_PROMPT_
Tally the lines in the records underneath that contain the string "client", and state the figure by itself.

§ §

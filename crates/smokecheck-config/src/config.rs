// crates/smokecheck-config/src/config.rs
// ============================================================================
// Module: Smokecheck Configuration
// Description: Configuration loading and validation for the harness.
// Purpose: Provide strict, fail-closed config parsing with hard limits.
// Dependencies: smokecheck-core, serde, toml, url
// ============================================================================

//! ## Overview
//! Configuration is loaded from a TOML file with strict size limits and
//! deny-unknown-fields deserialization. Each optional suite section enables
//! the corresponding checks; at least one suite must be present. Missing or
//! invalid configuration fails closed.

// ============================================================================
// SECTION: Imports
// ============================================================================

use std::env;
use std::fs;
use std::path::Path;
use std::path::PathBuf;
use std::time::Duration;

use serde::Deserialize;
use smokecheck_core::BackoffMode;
use smokecheck_core::ProbePolicy;
use thiserror::Error;
use url::Url;

// ============================================================================
// SECTION: Constants
// ============================================================================

/// Default configuration filename when no path is specified.
const DEFAULT_CONFIG_NAME: &str = "smokecheck.toml";
/// Environment variable used to override the config path.
pub(crate) const CONFIG_ENV_VAR: &str = "SMOKECHECK_CONFIG";
/// Maximum configuration file size in bytes.
pub(crate) const MAX_CONFIG_FILE_SIZE: usize = 1024 * 1024;
/// Maximum length of the target base URL.
pub(crate) const MAX_URL_LENGTH: usize = 2048;
/// Maximum length of a credential or identity field.
pub(crate) const MAX_FIELD_LENGTH: usize = 256;
/// Minimum allowed probe attempts.
pub(crate) const MIN_PROBE_ATTEMPTS: u32 = 1;
/// Maximum allowed probe attempts.
pub(crate) const MAX_PROBE_ATTEMPTS: u32 = 100;
/// Minimum probe interval in milliseconds.
pub(crate) const MIN_PROBE_INTERVAL_MS: u64 = 100;
/// Maximum probe interval in milliseconds.
pub(crate) const MAX_PROBE_INTERVAL_MS: u64 = 60_000;
/// Default probe attempts (observed legacy behavior).
const DEFAULT_PROBE_ATTEMPTS: u32 = 10;
/// Default probe interval in milliseconds (observed legacy behavior).
const DEFAULT_PROBE_INTERVAL_MS: u64 = 2_000;
/// Default registration role.
const DEFAULT_ROLE: &str = "user";

// ============================================================================
// SECTION: Errors
// ============================================================================

/// Configuration loading and validation errors.
#[derive(Debug, Error)]
pub enum ConfigError {
    /// Config file could not be read.
    #[error("config io error: {0}")]
    Io(String),
    /// Config file could not be parsed as TOML.
    #[error("config parse error: {0}")]
    Parse(String),
    /// Config content failed validation.
    #[error("invalid config: {0}")]
    Invalid(String),
}

// ============================================================================
// SECTION: Configuration Types
// ============================================================================

/// Top-level harness configuration.
///
/// # Invariants
/// - At least one suite section (`http`, `database`, `sdk`) is present.
/// - A loaded config has passed [`SmokecheckConfig::validate`].
#[derive(Debug, Clone, Deserialize)]
#[serde(deny_unknown_fields)]
pub struct SmokecheckConfig {
    /// Target service endpoint and probe policy.
    pub target: TargetConfig,
    /// HTTP authentication check suite; present means enabled.
    #[serde(default)]
    pub http: Option<HttpSuiteConfig>,
    /// Database check suite; present means enabled.
    #[serde(default)]
    pub database: Option<DatabaseSuiteConfig>,
    /// Cloud SDK check suite; present means enabled.
    #[serde(default)]
    pub sdk: Option<SdkSuiteConfig>,
}

/// Target service configuration.
#[derive(Debug, Clone, Deserialize)]
#[serde(deny_unknown_fields)]
pub struct TargetConfig {
    /// Base URL of the service under test.
    pub base_url: String,
    /// Readiness probe policy.
    #[serde(default)]
    pub probe: ProbeConfig,
}

/// Readiness probe policy configuration.
///
/// # Invariants
/// - `max_attempts` is within `1..=100`.
/// - `interval_ms` is within `100..=60_000`.
#[derive(Debug, Clone, Deserialize)]
#[serde(deny_unknown_fields)]
pub struct ProbeConfig {
    /// Maximum probe attempts before the run aborts.
    #[serde(default = "default_probe_attempts")]
    pub max_attempts: u32,
    /// Interval between probe attempts in milliseconds.
    #[serde(default = "default_probe_interval_ms")]
    pub interval_ms: u64,
    /// Delay progression between attempts.
    #[serde(default)]
    pub backoff: ProbeBackoff,
}

impl Default for ProbeConfig {
    fn default() -> Self {
        Self {
            max_attempts: DEFAULT_PROBE_ATTEMPTS,
            interval_ms: DEFAULT_PROBE_INTERVAL_MS,
            backoff: ProbeBackoff::Fixed,
        }
    }
}

impl ProbeConfig {
    /// Converts the config into the core probe policy.
    #[must_use]
    pub const fn policy(&self) -> ProbePolicy {
        ProbePolicy {
            max_attempts: self.max_attempts,
            interval: Duration::from_millis(self.interval_ms),
            backoff: match self.backoff {
                ProbeBackoff::Fixed => BackoffMode::Fixed,
                ProbeBackoff::Exponential => BackoffMode::Exponential,
            },
        }
    }
}

/// Probe backoff selection.
#[derive(Debug, Clone, Copy, PartialEq, Eq, Deserialize, Default)]
#[serde(rename_all = "snake_case")]
pub enum ProbeBackoff {
    /// Fixed interval between attempts.
    #[default]
    Fixed,
    /// Doubling interval between attempts.
    Exponential,
}

/// HTTP authentication suite configuration.
///
/// # Invariants
/// - All identity fields are non-empty and within length limits.
#[derive(Debug, Clone, Deserialize)]
#[serde(deny_unknown_fields)]
pub struct HttpSuiteConfig {
    /// Registration email for the smoke-test user.
    pub email: String,
    /// Registration and login username.
    pub username: String,
    /// Registration and login password.
    pub password: String,
    /// Registration role.
    #[serde(default = "default_role")]
    pub role: String,
    /// Optional fallback credential pair; explicit opt-in for the
    /// alternative auth path.
    #[serde(default)]
    pub fallback: Option<FallbackCredentials>,
}

/// Fallback credential pair for the alternative auth path.
#[derive(Debug, Clone, Deserialize)]
#[serde(deny_unknown_fields)]
pub struct FallbackCredentials {
    /// Fallback login username.
    pub username: String,
    /// Fallback login password.
    pub password: String,
}

/// Database suite configuration.
#[derive(Debug, Clone, Deserialize)]
#[serde(deny_unknown_fields)]
pub struct DatabaseSuiteConfig {
    /// Path to the SQLite database file.
    pub path: PathBuf,
}

/// Cloud SDK suite configuration.
///
/// # Invariants
/// - `endpoint` parses as an http(s) URL.
#[derive(Debug, Clone, Deserialize)]
#[serde(deny_unknown_fields)]
pub struct SdkSuiteConfig {
    /// API key passed to the SDK client constructor.
    pub api_key: String,
    /// API version string passed to the SDK client constructor.
    pub api_version: String,
    /// Endpoint URL passed to the SDK client constructor.
    pub endpoint: String,
}

// ============================================================================
// SECTION: Loading
// ============================================================================

impl SmokecheckConfig {
    /// Loads and validates configuration from the given path, the
    /// `SMOKECHECK_CONFIG` environment variable, or `smokecheck.toml`.
    ///
    /// # Errors
    ///
    /// Returns [`ConfigError`] when the file cannot be read, parsed, or
    /// validated.
    pub fn load(path: Option<&Path>) -> Result<Self, ConfigError> {
        let resolved = resolve_path(path);
        let bytes = fs::read(&resolved)
            .map_err(|err| ConfigError::Io(format!("{}: {err}", resolved.display())))?;
        if bytes.len() > MAX_CONFIG_FILE_SIZE {
            return Err(ConfigError::Invalid("config file exceeds size limit".to_string()));
        }
        let content = std::str::from_utf8(&bytes)
            .map_err(|_| ConfigError::Invalid("config file must be utf-8".to_string()))?;
        Self::from_toml(content)
    }

    /// Parses and validates configuration from TOML content.
    ///
    /// # Errors
    ///
    /// Returns [`ConfigError`] when the content cannot be parsed or
    /// validated.
    pub fn from_toml(content: &str) -> Result<Self, ConfigError> {
        let config: Self =
            toml::from_str(content).map_err(|err| ConfigError::Parse(err.to_string()))?;
        config.validate()?;
        Ok(config)
    }

    /// Validates the configuration for internal consistency.
    ///
    /// # Errors
    ///
    /// Returns [`ConfigError`] when configuration is invalid.
    pub fn validate(&self) -> Result<(), ConfigError> {
        self.target.validate()?;
        if self.http.is_none() && self.database.is_none() && self.sdk.is_none() {
            return Err(ConfigError::Invalid(
                "no check suite enabled: add an [http], [database], or [sdk] section".to_string(),
            ));
        }
        if let Some(http) = &self.http {
            http.validate()?;
        }
        if let Some(database) = &self.database {
            database.validate()?;
        }
        if let Some(sdk) = &self.sdk {
            sdk.validate()?;
        }
        Ok(())
    }
}

impl TargetConfig {
    /// Validates the target base URL and probe policy.
    fn validate(&self) -> Result<(), ConfigError> {
        if self.base_url.is_empty() || self.base_url.len() > MAX_URL_LENGTH {
            return Err(ConfigError::Invalid("target.base_url length out of range".to_string()));
        }
        let url = Url::parse(&self.base_url)
            .map_err(|err| ConfigError::Invalid(format!("target.base_url: {err}")))?;
        if url.scheme() != "http" && url.scheme() != "https" {
            return Err(ConfigError::Invalid(
                "target.base_url scheme must be http or https".to_string(),
            ));
        }
        self.probe.validate()
    }
}

impl ProbeConfig {
    /// Validates the probe attempt budget and pacing.
    fn validate(&self) -> Result<(), ConfigError> {
        if !(MIN_PROBE_ATTEMPTS..=MAX_PROBE_ATTEMPTS).contains(&self.max_attempts) {
            return Err(ConfigError::Invalid(format!(
                "target.probe.max_attempts must be within {MIN_PROBE_ATTEMPTS}..={MAX_PROBE_ATTEMPTS}"
            )));
        }
        if !(MIN_PROBE_INTERVAL_MS..=MAX_PROBE_INTERVAL_MS).contains(&self.interval_ms) {
            return Err(ConfigError::Invalid(format!(
                "target.probe.interval_ms must be within {MIN_PROBE_INTERVAL_MS}..={MAX_PROBE_INTERVAL_MS}"
            )));
        }
        Ok(())
    }
}

impl HttpSuiteConfig {
    /// Validates identity fields and the optional fallback pair.
    fn validate(&self) -> Result<(), ConfigError> {
        validate_field("http.email", &self.email)?;
        validate_field("http.username", &self.username)?;
        validate_field("http.password", &self.password)?;
        validate_field("http.role", &self.role)?;
        if !self.email.contains('@') {
            return Err(ConfigError::Invalid("http.email must contain '@'".to_string()));
        }
        if let Some(fallback) = &self.fallback {
            validate_field("http.fallback.username", &fallback.username)?;
            validate_field("http.fallback.password", &fallback.password)?;
        }
        Ok(())
    }
}

impl DatabaseSuiteConfig {
    /// Validates the database path.
    fn validate(&self) -> Result<(), ConfigError> {
        if self.path.as_os_str().is_empty() {
            return Err(ConfigError::Invalid("database.path must not be empty".to_string()));
        }
        Ok(())
    }
}

impl SdkSuiteConfig {
    /// Validates SDK client constructor inputs.
    fn validate(&self) -> Result<(), ConfigError> {
        validate_field("sdk.api_key", &self.api_key)?;
        validate_field("sdk.api_version", &self.api_version)?;
        if self.endpoint.is_empty() || self.endpoint.len() > MAX_URL_LENGTH {
            return Err(ConfigError::Invalid("sdk.endpoint length out of range".to_string()));
        }
        let url = Url::parse(&self.endpoint)
            .map_err(|err| ConfigError::Invalid(format!("sdk.endpoint: {err}")))?;
        if url.scheme() != "http" && url.scheme() != "https" {
            return Err(ConfigError::Invalid(
                "sdk.endpoint scheme must be http or https".to_string(),
            ));
        }
        Ok(())
    }
}

// ============================================================================
// SECTION: Helpers
// ============================================================================

/// Resolves the effective config path from argument, env override, or the
/// default filename.
fn resolve_path(path: Option<&Path>) -> PathBuf {
    path.map_or_else(
        || {
            env::var(CONFIG_ENV_VAR)
                .map_or_else(|_| PathBuf::from(DEFAULT_CONFIG_NAME), PathBuf::from)
        },
        Path::to_path_buf,
    )
}

/// Validates a non-empty bounded string field.
fn validate_field(name: &str, value: &str) -> Result<(), ConfigError> {
    if value.is_empty() {
        return Err(ConfigError::Invalid(format!("{name} must not be empty")));
    }
    if value.len() > MAX_FIELD_LENGTH {
        return Err(ConfigError::Invalid(format!("{name} exceeds length limit")));
    }
    Ok(())
}

/// Default probe attempts.
const fn default_probe_attempts() -> u32 {
    DEFAULT_PROBE_ATTEMPTS
}

/// Default probe interval in milliseconds.
const fn default_probe_interval_ms() -> u64 {
    DEFAULT_PROBE_INTERVAL_MS
}

/// Default registration role.
fn default_role() -> String {
    DEFAULT_ROLE.to_string()
}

§ §

_YOUR RESPONSE_
4